» **TRY IT**:
The word "EmptyTile" may appear in lines of the data below. Say how many lines hold it, giving only the number.

» **INFORMATION PROVIDED**:

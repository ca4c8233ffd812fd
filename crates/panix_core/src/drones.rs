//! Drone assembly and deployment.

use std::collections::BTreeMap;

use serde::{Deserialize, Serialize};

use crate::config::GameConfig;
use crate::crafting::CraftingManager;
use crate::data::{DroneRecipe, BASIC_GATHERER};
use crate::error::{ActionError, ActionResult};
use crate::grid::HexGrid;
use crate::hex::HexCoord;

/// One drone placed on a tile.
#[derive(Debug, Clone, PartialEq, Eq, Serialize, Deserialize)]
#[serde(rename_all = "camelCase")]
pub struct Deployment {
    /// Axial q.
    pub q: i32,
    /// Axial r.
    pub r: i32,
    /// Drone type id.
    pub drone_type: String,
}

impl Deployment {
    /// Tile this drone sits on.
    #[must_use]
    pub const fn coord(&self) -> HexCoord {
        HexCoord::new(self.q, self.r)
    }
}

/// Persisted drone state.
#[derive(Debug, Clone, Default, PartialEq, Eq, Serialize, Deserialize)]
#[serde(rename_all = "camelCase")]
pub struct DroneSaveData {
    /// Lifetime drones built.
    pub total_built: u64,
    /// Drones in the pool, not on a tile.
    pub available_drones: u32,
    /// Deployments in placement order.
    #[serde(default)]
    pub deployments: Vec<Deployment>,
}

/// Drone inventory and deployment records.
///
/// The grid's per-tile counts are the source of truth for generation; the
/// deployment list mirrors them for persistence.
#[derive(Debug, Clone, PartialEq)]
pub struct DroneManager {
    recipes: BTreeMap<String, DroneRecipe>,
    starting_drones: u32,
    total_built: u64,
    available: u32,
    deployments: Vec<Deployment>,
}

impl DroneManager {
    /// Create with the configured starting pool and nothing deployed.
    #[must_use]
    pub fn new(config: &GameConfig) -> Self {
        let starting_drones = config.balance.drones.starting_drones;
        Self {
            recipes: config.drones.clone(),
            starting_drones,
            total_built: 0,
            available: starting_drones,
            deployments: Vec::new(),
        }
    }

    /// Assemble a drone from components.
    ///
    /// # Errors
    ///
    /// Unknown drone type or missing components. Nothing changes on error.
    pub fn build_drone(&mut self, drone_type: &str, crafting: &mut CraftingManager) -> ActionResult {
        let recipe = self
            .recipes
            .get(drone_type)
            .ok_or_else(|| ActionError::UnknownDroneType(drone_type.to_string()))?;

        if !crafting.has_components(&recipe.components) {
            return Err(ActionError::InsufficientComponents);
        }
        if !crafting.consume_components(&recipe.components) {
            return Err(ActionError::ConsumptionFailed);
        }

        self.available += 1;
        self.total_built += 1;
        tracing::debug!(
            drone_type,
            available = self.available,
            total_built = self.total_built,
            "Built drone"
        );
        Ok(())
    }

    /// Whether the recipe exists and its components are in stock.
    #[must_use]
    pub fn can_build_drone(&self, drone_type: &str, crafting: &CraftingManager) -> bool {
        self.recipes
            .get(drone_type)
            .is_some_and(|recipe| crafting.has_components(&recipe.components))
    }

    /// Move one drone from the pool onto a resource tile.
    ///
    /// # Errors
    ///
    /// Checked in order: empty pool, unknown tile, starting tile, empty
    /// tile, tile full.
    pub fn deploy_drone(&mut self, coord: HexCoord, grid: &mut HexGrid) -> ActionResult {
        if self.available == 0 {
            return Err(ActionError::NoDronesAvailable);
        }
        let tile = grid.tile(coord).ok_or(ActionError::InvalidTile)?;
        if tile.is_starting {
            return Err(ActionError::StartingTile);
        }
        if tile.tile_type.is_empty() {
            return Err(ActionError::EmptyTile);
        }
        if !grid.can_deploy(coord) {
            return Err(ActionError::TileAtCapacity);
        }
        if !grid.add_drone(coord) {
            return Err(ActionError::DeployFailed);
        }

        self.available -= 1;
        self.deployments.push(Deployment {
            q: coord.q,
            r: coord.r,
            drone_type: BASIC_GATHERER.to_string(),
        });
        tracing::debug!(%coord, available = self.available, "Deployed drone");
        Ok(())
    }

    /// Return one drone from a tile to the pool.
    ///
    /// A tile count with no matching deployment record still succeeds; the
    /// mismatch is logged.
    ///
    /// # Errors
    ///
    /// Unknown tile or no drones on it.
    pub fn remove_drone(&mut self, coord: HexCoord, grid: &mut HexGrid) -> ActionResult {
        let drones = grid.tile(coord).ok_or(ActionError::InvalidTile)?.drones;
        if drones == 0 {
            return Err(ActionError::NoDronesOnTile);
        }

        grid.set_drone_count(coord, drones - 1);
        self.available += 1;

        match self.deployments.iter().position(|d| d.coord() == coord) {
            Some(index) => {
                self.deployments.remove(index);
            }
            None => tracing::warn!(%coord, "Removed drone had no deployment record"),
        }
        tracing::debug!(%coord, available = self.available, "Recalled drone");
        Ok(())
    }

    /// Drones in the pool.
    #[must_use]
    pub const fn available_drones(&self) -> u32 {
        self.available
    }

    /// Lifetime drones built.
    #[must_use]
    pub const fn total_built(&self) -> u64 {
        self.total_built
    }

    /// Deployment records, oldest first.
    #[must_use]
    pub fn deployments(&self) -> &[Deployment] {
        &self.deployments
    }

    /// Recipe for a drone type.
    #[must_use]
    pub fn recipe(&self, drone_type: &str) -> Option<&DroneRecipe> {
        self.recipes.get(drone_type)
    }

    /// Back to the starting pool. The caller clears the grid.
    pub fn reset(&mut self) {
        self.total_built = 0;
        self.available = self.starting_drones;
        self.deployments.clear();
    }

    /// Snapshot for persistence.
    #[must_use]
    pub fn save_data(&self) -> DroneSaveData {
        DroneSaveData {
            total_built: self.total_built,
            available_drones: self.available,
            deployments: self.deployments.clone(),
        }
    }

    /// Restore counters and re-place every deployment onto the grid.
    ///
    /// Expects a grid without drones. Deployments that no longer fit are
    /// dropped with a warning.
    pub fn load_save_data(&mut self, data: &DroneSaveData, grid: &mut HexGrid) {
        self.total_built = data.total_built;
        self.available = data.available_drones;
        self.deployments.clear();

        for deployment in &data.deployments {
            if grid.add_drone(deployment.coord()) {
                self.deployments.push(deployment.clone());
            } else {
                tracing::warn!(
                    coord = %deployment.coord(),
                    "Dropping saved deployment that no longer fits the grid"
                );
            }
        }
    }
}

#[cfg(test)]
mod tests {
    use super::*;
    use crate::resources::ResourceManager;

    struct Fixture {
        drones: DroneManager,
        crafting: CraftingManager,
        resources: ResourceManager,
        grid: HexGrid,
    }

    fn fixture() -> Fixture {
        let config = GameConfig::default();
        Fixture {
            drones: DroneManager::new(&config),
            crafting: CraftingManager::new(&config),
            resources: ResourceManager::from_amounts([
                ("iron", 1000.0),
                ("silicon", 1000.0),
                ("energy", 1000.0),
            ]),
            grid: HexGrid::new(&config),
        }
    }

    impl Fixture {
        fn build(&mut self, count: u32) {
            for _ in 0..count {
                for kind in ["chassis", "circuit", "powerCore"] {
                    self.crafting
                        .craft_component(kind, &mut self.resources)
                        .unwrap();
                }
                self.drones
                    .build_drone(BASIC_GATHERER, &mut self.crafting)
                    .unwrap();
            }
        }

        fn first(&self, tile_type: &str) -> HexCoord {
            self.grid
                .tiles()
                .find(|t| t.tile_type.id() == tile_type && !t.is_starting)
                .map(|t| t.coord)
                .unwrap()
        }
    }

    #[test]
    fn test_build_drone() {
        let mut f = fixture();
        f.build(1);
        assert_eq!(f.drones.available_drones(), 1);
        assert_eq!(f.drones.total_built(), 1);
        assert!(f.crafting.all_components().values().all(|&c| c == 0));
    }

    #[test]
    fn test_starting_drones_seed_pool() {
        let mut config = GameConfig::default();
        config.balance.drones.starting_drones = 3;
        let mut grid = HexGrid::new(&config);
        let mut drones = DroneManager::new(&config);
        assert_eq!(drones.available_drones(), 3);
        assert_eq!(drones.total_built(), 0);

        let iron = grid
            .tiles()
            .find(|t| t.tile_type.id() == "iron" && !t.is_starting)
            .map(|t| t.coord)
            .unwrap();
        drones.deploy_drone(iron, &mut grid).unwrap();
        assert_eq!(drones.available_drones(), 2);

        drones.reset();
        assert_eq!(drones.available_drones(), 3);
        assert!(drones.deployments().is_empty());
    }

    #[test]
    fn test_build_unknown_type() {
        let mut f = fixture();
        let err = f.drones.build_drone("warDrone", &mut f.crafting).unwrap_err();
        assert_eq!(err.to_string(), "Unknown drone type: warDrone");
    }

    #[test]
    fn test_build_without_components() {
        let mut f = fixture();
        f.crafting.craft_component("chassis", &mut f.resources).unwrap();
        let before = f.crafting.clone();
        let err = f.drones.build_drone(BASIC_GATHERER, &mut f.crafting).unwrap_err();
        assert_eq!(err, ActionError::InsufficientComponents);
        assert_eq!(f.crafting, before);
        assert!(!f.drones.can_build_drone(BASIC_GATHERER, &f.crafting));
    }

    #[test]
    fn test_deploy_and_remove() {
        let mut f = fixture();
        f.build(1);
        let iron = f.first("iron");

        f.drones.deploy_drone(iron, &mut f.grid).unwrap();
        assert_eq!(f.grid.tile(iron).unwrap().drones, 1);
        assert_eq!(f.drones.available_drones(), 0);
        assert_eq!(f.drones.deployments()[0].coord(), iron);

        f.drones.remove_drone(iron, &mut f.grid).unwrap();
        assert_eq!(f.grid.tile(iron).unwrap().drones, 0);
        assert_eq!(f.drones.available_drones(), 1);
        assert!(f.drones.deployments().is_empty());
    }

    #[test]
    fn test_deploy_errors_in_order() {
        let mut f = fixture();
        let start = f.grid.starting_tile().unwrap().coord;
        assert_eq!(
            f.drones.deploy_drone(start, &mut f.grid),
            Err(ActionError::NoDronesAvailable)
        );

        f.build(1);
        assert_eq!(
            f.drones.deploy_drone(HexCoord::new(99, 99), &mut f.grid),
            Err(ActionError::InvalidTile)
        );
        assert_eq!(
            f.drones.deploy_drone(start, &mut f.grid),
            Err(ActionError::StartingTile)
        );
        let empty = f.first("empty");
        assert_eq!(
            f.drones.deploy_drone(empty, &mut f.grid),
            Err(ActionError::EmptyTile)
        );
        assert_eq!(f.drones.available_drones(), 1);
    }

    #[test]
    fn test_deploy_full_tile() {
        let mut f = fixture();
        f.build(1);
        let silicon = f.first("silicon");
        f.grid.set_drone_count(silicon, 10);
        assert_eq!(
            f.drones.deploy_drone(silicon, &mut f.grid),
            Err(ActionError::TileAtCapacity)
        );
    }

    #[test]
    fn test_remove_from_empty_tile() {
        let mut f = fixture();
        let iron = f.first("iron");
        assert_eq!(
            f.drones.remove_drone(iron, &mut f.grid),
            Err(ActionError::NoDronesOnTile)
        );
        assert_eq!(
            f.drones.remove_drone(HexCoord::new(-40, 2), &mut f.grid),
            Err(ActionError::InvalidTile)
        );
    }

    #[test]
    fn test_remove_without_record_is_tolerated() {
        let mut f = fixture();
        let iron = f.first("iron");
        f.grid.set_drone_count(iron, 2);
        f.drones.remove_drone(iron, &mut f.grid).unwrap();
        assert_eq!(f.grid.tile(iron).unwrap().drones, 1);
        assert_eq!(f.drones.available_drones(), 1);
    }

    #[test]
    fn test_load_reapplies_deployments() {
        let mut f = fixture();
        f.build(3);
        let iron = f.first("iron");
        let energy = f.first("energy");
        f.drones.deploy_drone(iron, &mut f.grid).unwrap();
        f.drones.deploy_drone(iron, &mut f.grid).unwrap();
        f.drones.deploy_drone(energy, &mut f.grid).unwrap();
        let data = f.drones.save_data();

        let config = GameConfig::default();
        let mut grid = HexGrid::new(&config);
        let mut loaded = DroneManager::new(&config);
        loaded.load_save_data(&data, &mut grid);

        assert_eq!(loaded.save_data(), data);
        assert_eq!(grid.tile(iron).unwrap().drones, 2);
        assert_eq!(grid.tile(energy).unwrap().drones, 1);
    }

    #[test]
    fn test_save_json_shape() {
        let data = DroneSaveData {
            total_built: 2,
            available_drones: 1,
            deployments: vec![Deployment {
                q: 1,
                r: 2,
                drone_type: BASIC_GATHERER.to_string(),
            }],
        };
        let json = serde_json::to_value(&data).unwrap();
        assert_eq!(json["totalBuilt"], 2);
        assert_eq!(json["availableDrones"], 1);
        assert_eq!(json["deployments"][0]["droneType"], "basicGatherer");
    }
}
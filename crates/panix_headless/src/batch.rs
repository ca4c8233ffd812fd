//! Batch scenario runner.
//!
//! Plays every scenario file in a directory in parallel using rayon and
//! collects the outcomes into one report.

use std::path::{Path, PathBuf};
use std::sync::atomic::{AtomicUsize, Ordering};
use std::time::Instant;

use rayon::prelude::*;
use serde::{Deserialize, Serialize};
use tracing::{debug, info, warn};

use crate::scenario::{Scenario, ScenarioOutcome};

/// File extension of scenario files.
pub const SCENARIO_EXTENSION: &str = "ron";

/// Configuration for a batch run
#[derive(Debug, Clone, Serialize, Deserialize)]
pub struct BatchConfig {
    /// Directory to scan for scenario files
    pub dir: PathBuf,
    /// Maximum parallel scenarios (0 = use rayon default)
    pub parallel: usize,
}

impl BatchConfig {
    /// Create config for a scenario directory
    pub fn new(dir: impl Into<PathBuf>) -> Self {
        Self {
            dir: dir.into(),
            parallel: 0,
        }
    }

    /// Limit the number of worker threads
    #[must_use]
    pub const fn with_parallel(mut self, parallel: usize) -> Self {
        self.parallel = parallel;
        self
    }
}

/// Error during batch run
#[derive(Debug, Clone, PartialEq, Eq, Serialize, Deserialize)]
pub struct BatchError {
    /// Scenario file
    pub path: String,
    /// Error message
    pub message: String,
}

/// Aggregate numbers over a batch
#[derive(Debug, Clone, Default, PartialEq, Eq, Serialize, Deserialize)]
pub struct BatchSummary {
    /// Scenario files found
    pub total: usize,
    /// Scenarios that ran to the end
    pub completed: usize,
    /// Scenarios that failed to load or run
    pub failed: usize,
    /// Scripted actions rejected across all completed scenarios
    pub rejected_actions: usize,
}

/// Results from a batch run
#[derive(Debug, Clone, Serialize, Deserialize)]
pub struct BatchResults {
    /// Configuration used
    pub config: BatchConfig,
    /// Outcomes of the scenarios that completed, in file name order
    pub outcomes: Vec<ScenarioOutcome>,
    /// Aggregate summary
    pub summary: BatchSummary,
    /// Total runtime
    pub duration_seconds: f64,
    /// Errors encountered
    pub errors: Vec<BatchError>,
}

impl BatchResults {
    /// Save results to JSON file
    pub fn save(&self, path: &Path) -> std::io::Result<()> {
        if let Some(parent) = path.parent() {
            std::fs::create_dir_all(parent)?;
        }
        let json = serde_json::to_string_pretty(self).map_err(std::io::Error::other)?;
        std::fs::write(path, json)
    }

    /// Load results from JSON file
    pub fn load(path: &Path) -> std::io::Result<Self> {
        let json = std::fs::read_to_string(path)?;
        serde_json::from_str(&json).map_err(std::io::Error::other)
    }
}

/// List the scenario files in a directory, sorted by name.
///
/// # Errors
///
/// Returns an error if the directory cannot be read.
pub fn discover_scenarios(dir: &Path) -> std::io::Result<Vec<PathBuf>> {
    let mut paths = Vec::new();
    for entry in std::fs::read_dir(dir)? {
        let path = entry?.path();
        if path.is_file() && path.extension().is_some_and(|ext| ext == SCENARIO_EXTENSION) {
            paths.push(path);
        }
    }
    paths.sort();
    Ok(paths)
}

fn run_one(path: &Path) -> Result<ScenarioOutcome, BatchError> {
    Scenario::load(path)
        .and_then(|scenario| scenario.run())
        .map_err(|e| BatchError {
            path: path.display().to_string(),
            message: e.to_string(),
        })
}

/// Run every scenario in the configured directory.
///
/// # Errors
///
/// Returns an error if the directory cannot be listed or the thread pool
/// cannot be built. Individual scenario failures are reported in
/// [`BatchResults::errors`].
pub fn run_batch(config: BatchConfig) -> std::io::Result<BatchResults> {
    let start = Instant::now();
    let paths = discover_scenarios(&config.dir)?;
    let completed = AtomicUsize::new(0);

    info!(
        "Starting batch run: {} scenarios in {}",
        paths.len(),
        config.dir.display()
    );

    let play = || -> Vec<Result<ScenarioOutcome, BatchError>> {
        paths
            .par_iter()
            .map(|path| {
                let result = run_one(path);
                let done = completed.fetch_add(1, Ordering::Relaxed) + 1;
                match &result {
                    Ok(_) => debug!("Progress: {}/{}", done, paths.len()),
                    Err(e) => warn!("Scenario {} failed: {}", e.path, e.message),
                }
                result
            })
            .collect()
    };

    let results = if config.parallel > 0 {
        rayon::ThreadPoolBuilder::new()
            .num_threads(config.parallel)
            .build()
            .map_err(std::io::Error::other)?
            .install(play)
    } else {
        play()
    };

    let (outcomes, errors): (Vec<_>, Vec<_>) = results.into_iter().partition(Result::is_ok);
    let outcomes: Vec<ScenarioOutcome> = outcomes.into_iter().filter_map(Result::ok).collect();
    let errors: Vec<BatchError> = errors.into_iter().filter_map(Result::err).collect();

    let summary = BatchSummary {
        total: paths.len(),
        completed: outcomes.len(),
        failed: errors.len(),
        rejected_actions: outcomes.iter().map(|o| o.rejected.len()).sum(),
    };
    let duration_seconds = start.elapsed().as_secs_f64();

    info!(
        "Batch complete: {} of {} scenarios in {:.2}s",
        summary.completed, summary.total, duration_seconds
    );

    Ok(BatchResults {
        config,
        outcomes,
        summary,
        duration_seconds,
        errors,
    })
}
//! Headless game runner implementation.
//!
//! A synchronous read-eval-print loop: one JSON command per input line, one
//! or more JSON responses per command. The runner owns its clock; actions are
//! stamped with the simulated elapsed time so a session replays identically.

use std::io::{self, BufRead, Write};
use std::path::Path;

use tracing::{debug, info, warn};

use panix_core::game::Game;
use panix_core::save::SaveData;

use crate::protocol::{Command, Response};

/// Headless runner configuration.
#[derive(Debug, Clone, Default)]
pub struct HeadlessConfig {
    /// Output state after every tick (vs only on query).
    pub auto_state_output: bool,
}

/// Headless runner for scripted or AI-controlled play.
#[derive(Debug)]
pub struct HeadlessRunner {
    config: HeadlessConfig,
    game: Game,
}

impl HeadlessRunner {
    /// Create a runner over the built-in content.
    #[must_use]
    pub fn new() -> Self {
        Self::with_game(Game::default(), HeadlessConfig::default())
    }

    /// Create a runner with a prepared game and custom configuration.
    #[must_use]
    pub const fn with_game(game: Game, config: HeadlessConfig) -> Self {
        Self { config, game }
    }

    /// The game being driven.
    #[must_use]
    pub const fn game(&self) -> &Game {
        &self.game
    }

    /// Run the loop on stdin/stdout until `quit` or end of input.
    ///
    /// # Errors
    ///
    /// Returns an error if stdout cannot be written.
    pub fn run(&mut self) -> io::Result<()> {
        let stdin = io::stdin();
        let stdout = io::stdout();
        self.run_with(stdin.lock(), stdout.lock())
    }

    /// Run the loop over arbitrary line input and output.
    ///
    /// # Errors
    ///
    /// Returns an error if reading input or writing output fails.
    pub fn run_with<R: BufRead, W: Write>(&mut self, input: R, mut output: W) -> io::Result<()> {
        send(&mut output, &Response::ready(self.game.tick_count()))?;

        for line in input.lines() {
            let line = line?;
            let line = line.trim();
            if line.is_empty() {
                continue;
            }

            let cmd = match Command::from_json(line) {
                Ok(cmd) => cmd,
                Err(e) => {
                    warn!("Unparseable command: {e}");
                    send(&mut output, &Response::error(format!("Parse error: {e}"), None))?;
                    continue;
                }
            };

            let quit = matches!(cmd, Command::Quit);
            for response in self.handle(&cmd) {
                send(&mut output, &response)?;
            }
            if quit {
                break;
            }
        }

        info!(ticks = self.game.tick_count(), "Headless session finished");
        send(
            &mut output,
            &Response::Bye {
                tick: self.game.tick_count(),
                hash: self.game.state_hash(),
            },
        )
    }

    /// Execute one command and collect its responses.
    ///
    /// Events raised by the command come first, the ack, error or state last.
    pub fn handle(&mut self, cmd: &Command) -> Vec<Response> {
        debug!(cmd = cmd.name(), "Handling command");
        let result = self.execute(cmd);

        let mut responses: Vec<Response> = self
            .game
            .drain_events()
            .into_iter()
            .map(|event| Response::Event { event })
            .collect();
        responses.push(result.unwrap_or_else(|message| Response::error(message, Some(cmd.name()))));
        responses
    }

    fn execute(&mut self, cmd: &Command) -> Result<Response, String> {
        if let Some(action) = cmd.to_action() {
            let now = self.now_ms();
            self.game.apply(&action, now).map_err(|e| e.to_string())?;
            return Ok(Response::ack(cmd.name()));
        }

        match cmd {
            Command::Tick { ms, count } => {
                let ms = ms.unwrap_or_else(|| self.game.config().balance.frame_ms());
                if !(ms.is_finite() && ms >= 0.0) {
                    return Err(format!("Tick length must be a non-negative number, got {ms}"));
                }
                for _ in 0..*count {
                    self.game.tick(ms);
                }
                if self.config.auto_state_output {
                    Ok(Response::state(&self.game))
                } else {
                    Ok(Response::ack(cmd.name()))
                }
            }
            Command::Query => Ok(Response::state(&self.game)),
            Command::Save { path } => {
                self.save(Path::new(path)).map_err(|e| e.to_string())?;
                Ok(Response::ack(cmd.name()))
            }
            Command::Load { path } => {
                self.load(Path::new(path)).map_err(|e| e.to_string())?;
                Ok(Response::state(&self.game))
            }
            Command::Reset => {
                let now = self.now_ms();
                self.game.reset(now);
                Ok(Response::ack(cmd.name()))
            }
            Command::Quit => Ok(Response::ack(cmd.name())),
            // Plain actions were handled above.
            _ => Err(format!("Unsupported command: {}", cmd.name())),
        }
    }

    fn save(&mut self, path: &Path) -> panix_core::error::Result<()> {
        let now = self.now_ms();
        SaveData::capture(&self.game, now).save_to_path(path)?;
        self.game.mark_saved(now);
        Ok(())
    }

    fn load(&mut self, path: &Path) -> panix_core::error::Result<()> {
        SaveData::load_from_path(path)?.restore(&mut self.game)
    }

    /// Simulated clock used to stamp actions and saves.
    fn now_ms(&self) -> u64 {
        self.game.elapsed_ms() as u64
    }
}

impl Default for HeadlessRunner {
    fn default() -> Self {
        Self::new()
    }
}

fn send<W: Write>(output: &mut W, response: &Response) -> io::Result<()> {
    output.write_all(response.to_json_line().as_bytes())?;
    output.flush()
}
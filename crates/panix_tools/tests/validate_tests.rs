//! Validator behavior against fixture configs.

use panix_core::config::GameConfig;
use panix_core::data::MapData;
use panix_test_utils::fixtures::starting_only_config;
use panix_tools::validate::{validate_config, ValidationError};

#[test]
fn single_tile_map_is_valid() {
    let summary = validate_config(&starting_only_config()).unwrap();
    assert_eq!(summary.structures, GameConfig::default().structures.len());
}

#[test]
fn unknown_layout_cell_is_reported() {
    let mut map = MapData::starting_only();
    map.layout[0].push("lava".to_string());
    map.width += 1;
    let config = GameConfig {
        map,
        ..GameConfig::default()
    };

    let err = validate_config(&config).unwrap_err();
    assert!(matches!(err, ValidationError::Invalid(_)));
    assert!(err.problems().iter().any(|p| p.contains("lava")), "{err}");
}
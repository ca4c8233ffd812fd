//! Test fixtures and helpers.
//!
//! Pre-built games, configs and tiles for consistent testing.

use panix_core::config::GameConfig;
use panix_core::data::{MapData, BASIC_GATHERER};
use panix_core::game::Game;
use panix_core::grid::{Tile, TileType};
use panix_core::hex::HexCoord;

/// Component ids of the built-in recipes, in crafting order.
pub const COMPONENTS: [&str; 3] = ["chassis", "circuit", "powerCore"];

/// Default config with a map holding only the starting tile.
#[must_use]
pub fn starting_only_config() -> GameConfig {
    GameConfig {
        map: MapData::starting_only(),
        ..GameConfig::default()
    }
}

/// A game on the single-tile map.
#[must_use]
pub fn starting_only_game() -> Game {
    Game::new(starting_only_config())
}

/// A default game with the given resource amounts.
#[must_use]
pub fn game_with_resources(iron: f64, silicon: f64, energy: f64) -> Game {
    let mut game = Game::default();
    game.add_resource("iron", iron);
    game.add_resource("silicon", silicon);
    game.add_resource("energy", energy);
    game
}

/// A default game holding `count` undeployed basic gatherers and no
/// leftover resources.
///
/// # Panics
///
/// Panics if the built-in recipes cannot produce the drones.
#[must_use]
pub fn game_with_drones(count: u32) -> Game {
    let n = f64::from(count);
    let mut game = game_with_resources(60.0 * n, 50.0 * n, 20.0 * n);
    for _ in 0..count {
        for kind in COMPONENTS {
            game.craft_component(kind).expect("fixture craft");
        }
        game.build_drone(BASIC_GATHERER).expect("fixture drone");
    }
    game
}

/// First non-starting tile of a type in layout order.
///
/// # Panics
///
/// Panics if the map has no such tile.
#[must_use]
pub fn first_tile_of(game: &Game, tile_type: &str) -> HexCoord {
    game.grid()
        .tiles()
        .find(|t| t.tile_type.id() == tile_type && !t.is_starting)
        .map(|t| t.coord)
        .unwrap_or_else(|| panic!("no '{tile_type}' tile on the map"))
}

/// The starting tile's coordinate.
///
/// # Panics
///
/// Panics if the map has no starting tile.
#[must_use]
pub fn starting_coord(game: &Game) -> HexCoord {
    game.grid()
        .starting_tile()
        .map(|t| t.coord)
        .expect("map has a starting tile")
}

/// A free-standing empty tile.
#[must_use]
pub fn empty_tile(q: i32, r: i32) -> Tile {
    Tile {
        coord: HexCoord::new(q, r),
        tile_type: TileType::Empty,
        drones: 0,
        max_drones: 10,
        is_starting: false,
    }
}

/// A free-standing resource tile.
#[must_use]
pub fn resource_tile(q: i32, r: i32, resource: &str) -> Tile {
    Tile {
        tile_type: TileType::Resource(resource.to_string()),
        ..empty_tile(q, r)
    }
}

» **RESPONSE**:
2